CBS profit grows in Q4; revenue falls short
CBS’ Q4 earnings report showed an 11% drop in licensing and distribution revenue – thus making the result fall short of Wall Street expectations. The advertising that came with 2018’s midterm elections was not enough to offset the negative result.
CBS TV and Showtime’s parent company penned a net operative income of $561 million – which equates to $1.49 per share. The result is a massive improvement from a year ago, when it made $40 million ($0.10/share). It also recorded a tax-law-related charge of $129 million.
Other notable charges were $42 million directed to restructuring and professional fees, and $85 million destined to changes to its CBS Films’ unit strategy.
Revenue experienced a 3% year-on-year growth to reach $4.02 billion. The 2018 result was of $3.92 billion. Street forecasts had the number at $4.16 billion.
During an investors call, CEO Joseph Ianniello revealed that the company will begin producing more hours of original content for its own platforms as well for other licensors, including but not limited to the soon-to-be-launched streaming platform Disney+.
CBS Entertainment’s unit experienced a 1% drop in revenue, down to $2.83 billion.

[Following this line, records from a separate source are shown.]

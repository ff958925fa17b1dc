//! Machine readable error codes.
//!
//! Every error response carries one of these next to the human message so
//! clients can branch without string matching. The numeric code is only
//! logged.
//!
//! ```rust
//! use axum_helpers::errors::ErrorCode;
//!
//! let code = ErrorCode::Conflict;
//! assert_eq!(code.as_str(), "CONFLICT");
//! assert_eq!(code.code(), 1008);
//! ```

use serde::{Deserialize, Serialize};
use std::fmt;
use utoipa::ToSchema;

#[derive(Debug, Clone, Copy, PartialEq, Eq, Hash, Serialize, Deserialize, ToSchema)]
#[serde(rename_all = "SCREAMING_SNAKE_CASE")]
pub enum ErrorCode {
    // Client errors (1000-1999)
    ValidationError,
    InvalidUuid,
    InvalidJson,
    InvalidQuery,
    BadRequest,
    NotFound,
    Unauthorized,
    Forbidden,
    Conflict,
    UnprocessableEntity,
    // Server errors
    InternalError,
    ServiceUnavailable,
    // Database errors (2000-2999)
    DatabaseError,
    UniqueViolation,
    ForeignKeyViolation,
    DatabaseUnavailable,
}

impl ErrorCode {
    pub const fn as_str(&self) -> &'static str {
        match self {
            Self::ValidationError => "VALIDATION_ERROR",
            Self::InvalidUuid => "INVALID_UUID",
            Self::InvalidJson => "INVALID_JSON",
            Self::InvalidQuery => "INVALID_QUERY",
            Self::BadRequest => "BAD_REQUEST",
            Self::NotFound => "NOT_FOUND",
            Self::Unauthorized => "UNAUTHORIZED",
            Self::Forbidden => "FORBIDDEN",
            Self::Conflict => "CONFLICT",
            Self::UnprocessableEntity => "UNPROCESSABLE_ENTITY",
            Self::InternalError => "INTERNAL_ERROR",
            Self::ServiceUnavailable => "SERVICE_UNAVAILABLE",
            Self::DatabaseError => "DATABASE_ERROR",
            Self::UniqueViolation => "UNIQUE_VIOLATION",
            Self::ForeignKeyViolation => "FOREIGN_KEY_VIOLATION",
            Self::DatabaseUnavailable => "DATABASE_UNAVAILABLE",
        }
    }

    /// Numeric code used in log fields.
    pub const fn code(&self) -> i32 {
        match self {
            Self::ValidationError => 1001,
            Self::InvalidUuid => 1002,
            Self::InvalidJson => 1003,
            Self::InvalidQuery => 1004,
            Self::BadRequest => 1005,
            Self::NotFound => 1006,
            Self::Unauthorized => 1007,
            Self::Conflict => 1008,
            Self::Forbidden => 1009,
            Self::UnprocessableEntity => 1010,
            Self::InternalError => 1500,
            Self::ServiceUnavailable => 1503,
            Self::DatabaseError => 2001,
            Self::UniqueViolation => 2002,
            Self::ForeignKeyViolation => 2003,
            Self::DatabaseUnavailable => 2004,
        }
    }

    pub const fn default_message(&self) -> &'static str {
        match self {
            Self::ValidationError => "Request validation failed.",
            Self::InvalidUuid => "Invalid UUID format.",
            Self::InvalidJson => "Invalid JSON body.",
            Self::InvalidQuery => "Invalid query parameters.",
            Self::BadRequest => "Bad request.",
            Self::NotFound => "The requested resource was not found.",
            Self::Unauthorized => "You are not permitted to perform this action.",
            Self::Forbidden => "Forbidden",
            Self::Conflict => "The resource already exists.",
            Self::UnprocessableEntity => "The request could not be processed.",
            Self::InternalError | Self::DatabaseError => "An unexpected error occurred.",
            Self::ServiceUnavailable | Self::DatabaseUnavailable => {
                "The service is temporarily unavailable."
            }
            Self::UniqueViolation => "A record with these values already exists.",
            Self::ForeignKeyViolation => "A referenced record does not exist.",
        }
    }
}

impl fmt::Display for ErrorCode {
    fn fmt(&self, f: &mut fmt::Formatter<'_>) -> fmt::Result {
        f.write_str(self.as_str())
    }
}

#[cfg(test)]
mod tests {
    use super::*;

    #[test]
    fn test_serializes_as_screaming_snake_case() {
        let json = serde_json::to_string(&ErrorCode::UniqueViolation).unwrap();
        assert_eq!(json, "\"UNIQUE_VIOLATION\"");
        assert_eq!(ErrorCode::UniqueViolation.as_str(), "UNIQUE_VIOLATION");
    }

    #[test]
    fn test_display_matches_as_str() {
        assert_eq!(ErrorCode::NotFound.to_string(), "NOT_FOUND");
    }

    #[test]
    fn test_codes_are_unique() {
        let all = [
            ErrorCode::ValidationError,
            ErrorCode::InvalidUuid,
            ErrorCode::InvalidJson,
            ErrorCode::InvalidQuery,
            ErrorCode::BadRequest,
            ErrorCode::NotFound,
            ErrorCode::Unauthorized,
            ErrorCode::Forbidden,
            ErrorCode::Conflict,
            ErrorCode::UnprocessableEntity,
            ErrorCode::InternalError,
            ErrorCode::ServiceUnavailable,
            ErrorCode::DatabaseError,
            ErrorCode::UniqueViolation,
            ErrorCode::ForeignKeyViolation,
            ErrorCode::DatabaseUnavailable,
        ];
        let codes: std::collections::HashSet<i32> = all.iter().map(ErrorCode::code).collect();
        assert_eq!(codes.len(), all.len());
    }

    #[test]
    fn test_internal_errors_share_generic_message() {
        assert_eq!(
            ErrorCode::DatabaseError.default_message(),
            "An unexpected error occurred."
        );
        assert_eq!(
            ErrorCode::InternalError.default_message(),
            ErrorCode::DatabaseError.default_message()
        );
    }
}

Part of the result was a 14% dip in content licensing and distribution income. Affiliate subscription fees rose 17%, mostly stemming from the new revenue stream created by CBS All Access and its affiliate fees. Last year’s acquisition of Australia’s Network 10 helped reached a 2% increase in advertising revenue.
Cable operations grew by 8% up to $551 million. The results were partly influenced by Showtime’s new streaming service and the Deontay Wilder vs. Tyson PPV boxing event in December.